» WORK REQUEST
All of the records shown below need to be copied with no differences.

» DATA EXTRACT
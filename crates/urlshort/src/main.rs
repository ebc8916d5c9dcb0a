//! urlshort: serve path redirects from a literal map and/or a YAML document.

use std::path::PathBuf;

use anyhow::Context;
use urlshort::config::RedirectConfig;

fn main() -> anyhow::Result<()> {
    let args: Vec<String> = std::env::args().collect();
    let config_path = args
        .iter()
        .position(|a| a == "--config")
        .and_then(|i| args.get(i + 1).cloned())
        .or_else(|| args.get(1).filter(|a| !a.starts_with('-')).cloned())
        .or_else(|| std::env::var("URLSHORT_CONFIG").ok())
        .unwrap_or_else(|| "urlshort.toml".to_string());

    let yaml_override = args
        .iter()
        .position(|a| a == "--yaml")
        .and_then(|i| args.get(i + 1).cloned());

    let mut config = RedirectConfig::load(&config_path)
        .with_context(|| format!("failed to load configuration from {config_path}"))?;

    // CLI overrides take precedence over TOML and env vars
    if let Some(path) = yaml_override {
        config.mappings.yaml_file = Some(PathBuf::from(path));
    }

    // The tonic OTLP exporter needs a reactor, so the runtime comes first
    let runtime = tokio::runtime::Builder::new_multi_thread()
        .enable_all()
        .build()?;

    runtime.block_on(async {
        let _tracing_guard = urlshort_tracing::init_tracing(&config.tracing);

        tracing::info!(
            config_path = %config_path,
            listen_address = %config.server.listen_address,
            yaml_file = ?config.mappings.yaml_file,
            inline_paths = config.mappings.paths.len(),
            "Starting urlshort"
        );

        run(config).await
    })
}

async fn run(config: RedirectConfig) -> anyhow::Result<()> {
    // All load failures surface here, before the listener is bound
    let resolver = config
        .mappings
        .build_resolver()
        .context("failed to build redirect mapping")?;

    let mut paths: Vec<&str> = resolver.paths().collect();
    paths.sort_unstable();
    tracing::info!(count = paths.len(), paths = ?paths, "Redirect mapping loaded");

    urlshort::server::run(&config.server, resolver).await
}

» YOUR RESPONSE
filename crates/urlshort/src/main.rs
repository ebc8916d5c9dcb0a
//! urlshort: serve path redirects from a literal map and/or a YAML document.

use std::path::PathBuf;

use anyhow::Context;
use urlshort::config::RedirectConfig;

fn main() -> anyhow::Result<()> {
    let args: Vec<String> = std::env::args().collect();
    let config_path = args
        .iter()
        .position(|a| a == "--config")
        .and_then(|i| args.get(i + 1).cloned())
        .or_else(|| args.get(1).filter(|a| !a.starts_with('-')).cloned())
        .or_else(|| std::env::var("URLSHORT_CONFIG").ok())
        .unwrap_or_else(|| "urlshort.toml".to_string());

    let yaml_override = args
        .iter()
        .position(|a| a == "--yaml")
        .and_then(|i| args.get(i + 1).cloned());

    let mut config = RedirectConfig::load(&config_path)
        .with_context(|| format!("failed to load configuration from {config_path}"))?;

    // CLI overrides take precedence over TOML and env vars
    if let Some(path) = yaml_override {
        config.mappings.yaml_file = Some(PathBuf::from(path));
    }

    // The tonic OTLP exporter needs a reactor, so the runtime comes first
    let runtime = tokio::runtime::Builder::new_multi_thread()
        .enable_all()
        .build()?;

    runtime.block_on(async {
        let _tracing_guard = urlshort_tracing::init_tracing(&config.tracing);

        tracing::info!(
            config_path = %config_path,
            listen_address = %config.server.listen_address,
            yaml_file = ?config.mappings.yaml_file,
            inline_paths = config.mappings.paths.len(),
            "Starting urlshort"
        );

        run(config).await
    })
}

async fn run(config: RedirectConfig) -> anyhow::Result<()> {
    // All load failures surface here, before the listener is bound
    let resolver = config
        .mappings
        .build_resolver()
        .context("failed to build redirect mapping")?;

    let mut paths: Vec<&str> = resolver.paths().collect();
    paths.sort_unstable();
    tracing::info!(count = paths.len(), paths = ?paths, "Redirect mapping loaded");

    urlshort::server::run(&config.server, resolver).await
}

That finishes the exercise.